//! Constants for maskcheck.
//!
//! Remote endpoints and configuration keys.

// ═══════════════════════════════════════════════════════════════════════════════
// PINATA
// ═══════════════════════════════════════════════════════════════════════════════

/// Pinata endpoint that pins a multipart-uploaded file.
pub const PINATA_PIN_FILE_URL: &str = "https://api.pinata.cloud/pinning/pinFileToIPFS";

/// Public gateway used to build links to pinned content.
pub const PINATA_GATEWAY_URL: &str = "https://gateway.pinata.cloud";

/// Header carrying the Pinata API key.
pub const PINATA_API_KEY_HEADER: &str = "pinata_api_key";

/// Header carrying the Pinata API secret.
pub const PINATA_SECRET_HEADER: &str = "pinata_secret_api_key";

/// Multipart field name the pinning endpoint reads the file from.
pub const PINATA_FILE_FIELD: &str = "file";

// ═══════════════════════════════════════════════════════════════════════════════
// VALIDATION BACKEND
// ═══════════════════════════════════════════════════════════════════════════════

/// Route on the backend that validates a gateway link.
pub const VALIDATION_ROUTE: &str = "/api/validategetlink";

/// Base URL of the backend when none is configured.
pub const DEFAULT_VALIDATION_BASE_URL: &str = "http://localhost:3000";

// ═══════════════════════════════════════════════════════════════════════════════
// HTTP
// ═══════════════════════════════════════════════════════════════════════════════

/// Default request timeout for every outbound call.
pub const DEFAULT_TIMEOUT_SECONDS: u64 = 30;

/// MIME type used when a file's type cannot be determined.
pub const FALLBACK_MIME: &str = "application/octet-stream";

// ═══════════════════════════════════════════════════════════════════════════════
// ENVIRONMENT
// ═══════════════════════════════════════════════════════════════════════════════

/// Pinata API key.
pub const ENV_PINATA_API_KEY: &str = "PINATA_API_KEY";

/// Pinata API secret.
pub const ENV_PINATA_SECRET_API_KEY: &str = "PINATA_SECRET_API_KEY";

/// Older name for the API key, still honored.
pub const ENV_LEGACY_API_KEY: &str = "NEXT_PUBLIC_API_Key";

/// Older name for the API secret, still honored.
pub const ENV_LEGACY_API_SECRET: &str = "NEXT_PUBLIC_API_Secret";

/// Override for the gateway host.
pub const ENV_PINATA_GATEWAY_URL: &str = "PINATA_GATEWAY_URL";

/// Base URL of the validation backend.
pub const ENV_VALIDATION_BASE_URL: &str = "VALIDATION_BASE_URL";

/// Request timeout in seconds.
pub const ENV_HTTP_TIMEOUT_SECONDS: &str = "HTTP_TIMEOUT_SECONDS";

/// `concurrent` or `sequential`.
pub const ENV_PIPELINE_MODE: &str = "PIPELINE_MODE";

**What the exercise asks**
From the entries above, return exactly the line containing "pub const PINATA_GATEWAY_URL: &str", the line containing "pub const DEFAULT_VALIDATION_BASE_URL: &str", and all lines between, and nothing else.

**The completed task**
pub const PINATA_GATEWAY_URL: &str = "https://gateway.pinata.cloud";

/// Header carrying the Pinata API key.
pub const PINATA_API_KEY_HEADER: &str = "pinata_api_key";

/// Header carrying the Pinata API secret.
pub const PINATA_SECRET_HEADER: &str = "pinata_secret_api_key";

/// Multipart field name the pinning endpoint reads the file from.
pub const PINATA_FILE_FIELD: &str = "file";

// ═══════════════════════════════════════════════════════════════════════════════
// VALIDATION BACKEND
// ═══════════════════════════════════════════════════════════════════════════════

/// Route on the backend that validates a gateway link.
pub const VALIDATION_ROUTE: &str = "/api/validategetlink";

/// Base URL of the backend when none is configured.
pub const DEFAULT_VALIDATION_BASE_URL: &str = "http://localhost:3000";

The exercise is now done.